Heading into 2025, however, some of the factors that have recently suppressed large M&A deals are shifting. The Federal Reserve has lowered its benchmark interest rate numerous times and U.S. election uncertainty is over, giving companies a better idea of the economic and regulatory landscape for the next few years.

“While caution over the past year was understandable and consistent with similar election cycles, PwC expects the recovery to pick up now that some sources of uncertainty have been resolved,” the firm wrote in its US Deals 2025 report.

There’s no uncertainty about the wherewithal of the biopharma industry to pull off significant deals. Large pharma companies are equipped with $1.3 trillion of dealmaking firepower, according to EY. 

“It wasn’t the lack of dry powder,” Arda Ural, Ph.D., EY Americas life sciences sector leader, said in a recent interview. “It was the macro [environment] and the inability of companies to take a big risk.”

There’s also no uncertainty about the need for M&A. By 2028, patent expirations are expected to threaten $300 billion in industry revenues. Additionally, with 65% of big pharma revenues currently derived from dealmaking, according to EY, drugmakers must continue to look for inorganic growth.

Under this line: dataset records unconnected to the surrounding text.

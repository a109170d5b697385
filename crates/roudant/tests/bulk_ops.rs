//! Bulk writes, bulk reads, and `_all_docs` listings.

mod common;

use common::{client, drop_db, fresh_db};
use roudant::{AllDocsOptions, BulkDocsOptions, BulkGetItem};

#[tokio::test]
#[ignore]
async fn bulk_docs_writes_all() {
    let client = client();
    let db = fresh_db(&client, "bulk_write").await;

    let docs = vec![
        serde_json::json!({"_id": "alice", "age": 30}),
        serde_json::json!({"_id": "bob", "age": 25}),
        serde_json::json!({"_id": "charlie", "age": 35}),
    ];
    let results = client
        .bulk_docs(&db, docs, BulkDocsOptions::new())
        .await
        .unwrap();

    assert_eq!(results.len(), 3);
    for result in &results {
        assert!(result.accepted(), "rejected: {:?}", result);
    }

    let info = client.database_info(&db).await.unwrap();
    assert_eq!(info.doc_count, 3);

    drop_db(&client, &db).await;
}

#[tokio::test]
#[ignore]
async fn bulk_docs_reports_conflicts_per_doc() {
    let client = client();
    let db = fresh_db(&client, "bulk_conflict").await;

    client
        .put_document(&db, "existing", serde_json::json!({"v": 1}))
        .await
        .unwrap();

    // One conflicting write (no _rev for an existing doc), one fresh
    let docs = vec![
        serde_json::json!({"_id": "existing", "v": 2}),
        serde_json::json!({"_id": "fresh", "v": 1}),
    ];
    let results = client
        .bulk_docs(&db, docs, BulkDocsOptions::new())
        .await
        .unwrap();

    let existing = results.iter().find(|r| r.id == "existing").unwrap();
    assert_eq!(existing.error.as_deref(), Some("conflict"));

    let fresh = results.iter().find(|r| r.id == "fresh").unwrap();
    assert!(fresh.accepted());

    drop_db(&client, &db).await;
}

#[tokio::test]
#[ignore]
async fn bulk_docs_new_edits_false_accepts_revs() {
    let client = client();
    let db = fresh_db(&client, "bulk_repl").await;

    // Replication-style write: the rev is taken as-is
    let docs = vec![serde_json::json!({
        "_id": "doc1",
        "_rev": "1-aaaaaaaaaaaaaaaaaaaaaaaaaaaaaaaa",
        "v": 1
    })];
    let results = client
        .bulk_docs(&db, docs, BulkDocsOptions::replication())
        .await
        .unwrap();
    assert!(results.is_empty() || results.iter().all(|r| r.error.is_none()));

    let doc = client
        .get_document(&db, "doc1", Default::default())
        .await
        .unwrap();
    assert_eq!(
        doc.rev.unwrap().to_string(),
        "1-aaaaaaaaaaaaaaaaaaaaaaaaaaaaaaaa"
    );

    drop_db(&client, &db).await;
}

#[tokio::test]
#[ignore]
async fn all_docs_lists_everything() {
    let client = client();
    let db = fresh_db(&client, "bulk_alldocs").await;

    for id in ["alice", "bob", "charlie"] {
        client
            .put_document(&db, id, serde_json::json!({"name": id}))
            .await
            .unwrap();
    }

    let result = client.all_docs(&db, AllDocsOptions::new()).await.unwrap();
    assert_eq!(result.total_rows, 3);
    assert_eq!(result.rows[0].id, "alice");

    drop_db(&client, &db).await;
}

#[tokio::test]
#[ignore]
async fn all_docs_with_keys_and_include_docs() {
    let client = client();
    let db = fresh_db(&client, "bulk_keys").await;

    for id in ["alice", "bob", "charlie"] {
        client
            .put_document(&db, id, serde_json::json!({"name": id}))
            .await
            .unwrap();
    }

    let result = client
        .all_docs(
            &db,
            AllDocsOptions {
                keys: Some(vec!["alice".into(), "charlie".into()]),
                include_docs: true,
                ..AllDocsOptions::new()
            },
        )
        .await
        .unwrap();

    assert_eq!(result.rows.len(), 2);
    assert_eq!(result.rows[0].doc.as_ref().unwrap()["name"], "alice");
    assert_eq!(result.rows[1].doc.as_ref().unwrap()["name"], "charlie");

    drop_db(&client, &db).await;
}

#[tokio::test]
#[ignore]
async fn all_docs_key_range() {
    let client = client();
    let db = fresh_db(&client, "bulk_range").await;

    for i in 0..10 {
        client
            .put_document(&db, &format!("doc{:02}", i), serde_json::json!({"i": i}))
            .await
            .unwrap();
    }

    let result = client
        .all_docs(
            &db,
            AllDocsOptions {
                start_key: Some("doc03".into()),
                end_key: Some("doc07".into()),
                ..AllDocsOptions::new()
            },
        )
        .await
        .unwrap();
    assert_eq!(result.rows.len(), 5); // doc03..doc07 inclusive

    drop_db(&client, &db).await;
}

#[tokio::test]
#[ignore]
async fn bulk_get_fetches_many() {
    let client = client();
    let db = fresh_db(&client, "bulk_get").await;

    client
        .put_document(&db, "a", serde_json::json!({"v": 1}))
        .await
        .unwrap();
    client
        .put_document(&db, "b", serde_json::json!({"v": 2}))
        .await
        .unwrap();

    let resp = client
        .bulk_get(
            &db,
            vec![
                BulkGetItem::latest("a"),
                BulkGetItem::latest("b"),
                BulkGetItem::latest("missing"),
            ],
        )
        .await
        .unwrap();

    assert_eq!(resp.results.len(), 3);
    let a = &resp.results[0];
    assert!(a.docs[0].ok.is_some());
    let missing = &resp.results[2];
    assert!(missing.docs[0].error.is_some());

    drop_db(&client, &db).await;
}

“We have been talking about cautious optimism to the point that we run into optimism fatigue,” Ural said of the annual M&A prediction ritual. “This year, we feel more and more comfortable to drop the 'cautious' from the 'optimism.' I think ’25 has all the elements of a strong market for M&A.”

 

Imbalanced biotech funding

 

A recent hindrance to a healthy M&A environment has been a growing disparity in the biotech arena.

“It’s really a haves-and-have-nots game,” Ural said.

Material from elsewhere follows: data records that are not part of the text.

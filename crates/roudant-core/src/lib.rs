//! Core types for the roudant CouchDB/Cloudant client.
//!
//! Everything the wire protocol speaks lives here: revisions, documents,
//! the option structs that parameterize each operation, the typed response
//! shapes, and the error taxonomy mapped from HTTP statuses. The client
//! itself (the `roudant` crate) holds the transport.

pub mod document;
pub mod error;
pub mod options;
pub mod query;
pub mod replication;
pub mod security;
pub mod server;

pub use document::{AttachmentMeta, Document, DocumentResult, PutResponse, Revision};
pub use error::{Error, Result};
pub use options::{
    AllDocsOptions, AllDocsResponse, BulkDocsOptions, BulkGetItem, BulkGetResponse,
    ChangesOptions, ChangesResponse, DatabaseCreateOptions, DbInfo, GetAttachmentOptions,
    GetDocumentOptions, OkResponse, Seq,
};
pub use query::{
    FindOptions, FindResponse, IndexDefinition, SearchOptions, SearchResponse, SortField,
    ViewOptions, ViewResponse,
};
pub use replication::{ReplicationDocument, SchedulerOptions};
pub use security::{SecurityDocument, SecurityMembers, SessionResponse};
pub use server::ServerInfo;
//! Database-level operations.

use reqwest::Method;

use roudant_core::error::{Error, Result};
use roudant_core::options::{DatabaseCreateOptions, DbInfo, OkResponse};

use crate::client::Client;

impl Client {
    /// `PUT /{db}` — create a database.
    ///
    /// Fails with [`Error::PreconditionFailed`] when the database already
    /// exists.
    pub async fn create_database(
        &self,
        name: &str,
        opts: DatabaseCreateOptions,
    ) -> Result<OkResponse> {
        let mut pairs: Vec<(&str, String)> = Vec::new();
        if opts.partitioned {
            pairs.push(("partitioned", "true".into()));
        }
        if let Some(q) = opts.q {
            pairs.push(("q", q.to_string()));
        }
        if let Some(n) = opts.n {
            pairs.push(("n", n.to_string()));
        }
        self.json(self.request(Method::PUT, &self.url(&[name])).query(&pairs))
            .await
    }

    /// `DELETE /{db}` — delete a database and all its documents.
    pub async fn delete_database(&self, name: &str) -> Result<OkResponse> {
        self.json(self.request(Method::DELETE, &self.url(&[name])))
            .await
    }

    /// `HEAD /{db}` — whether a database exists.
    pub async fn database_exists(&self, name: &str) -> Result<bool> {
        let resp = self
            .request(Method::HEAD, &self.url(&[name]))
            .send()
            .await
            .map_err(Error::transport)?;
        match resp.status().as_u16() {
            200 => Ok(true),
            404 => Ok(false),
            status => Err(Error::from_status(status, "", "")),
        }
    }

    /// `GET /{db}` — database metadata (document count, update seq, sizes).
    pub async fn database_info(&self, name: &str) -> Result<DbInfo> {
        self.json(self.request(Method::GET, &self.url(&[name])))
            .await
    }
}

While startups guided by experienced teams and well-known leaders have been able to attract investors, according to Ural, companies led by those who are new to the space or those built on a new platform technology are finding it more difficult to secure financing. 

“About a third of these [start-up] companies, for two years in a row, do not have the cash to sustain their operations for a year,” Ural said.

But evidence has shown over the last 30 years that declining interest rates fuel a more balanced financing environment, according to EY.

“We see a very strong inverse correlation between IPOs and the Fed’s rates,” Ural said. “Once the IPOs happen, it also has a positive effect on the M&A markets and dealmaking in general.”

 

AI and China companies

 

Lately, two of the most popular dealmaking themes in biopharma have been artificial intelligence (AI) and innovation in China.

“While major deals could come back on the agenda, the past 12 months have shown the industry is also widening its search for value, looking earlier in the product cycle, increasing strategic focus on the AI opportunity and tapping new opportunities including the new wave of innovation from China’s emergent biotech ecosystem,” EY wrote.

Over the past five years, there have been 330 transactions in the industry involving AI; these deals have combined for a potential value of $55 billion.

As for China, 85% of the licensing deals made with companies in the country are focused on oncology, and many of the transactions have involved antibody-drug conjugates.

“Opportunities outside traditional technological and geographical areas of innovation—such as AI startups and China biotech—offer an accelerated route to growth,” EY said.

 

PwC highlights pharma’s underperformance

 

In its Next in Pharma 2025 report last week, PwC pointed out the underperformance of drugmakers compared to companies in other industries. From 2018 through November 2024, an index of 50 large pharma companies provided an annual shareholder return of 7.6% compared to a 15% standard overall for the S&P 500.

There’s also been an imbalance in large pharma, with diabetes and obesity innovators Eli Lilly and Novo Nordisk accounting for 60% of the increase in value for the PwC pharma 50 index.

“For those outside of this group, 2025 is the year to consider what changes could finally disrupt this dynamic,” PwC wrote.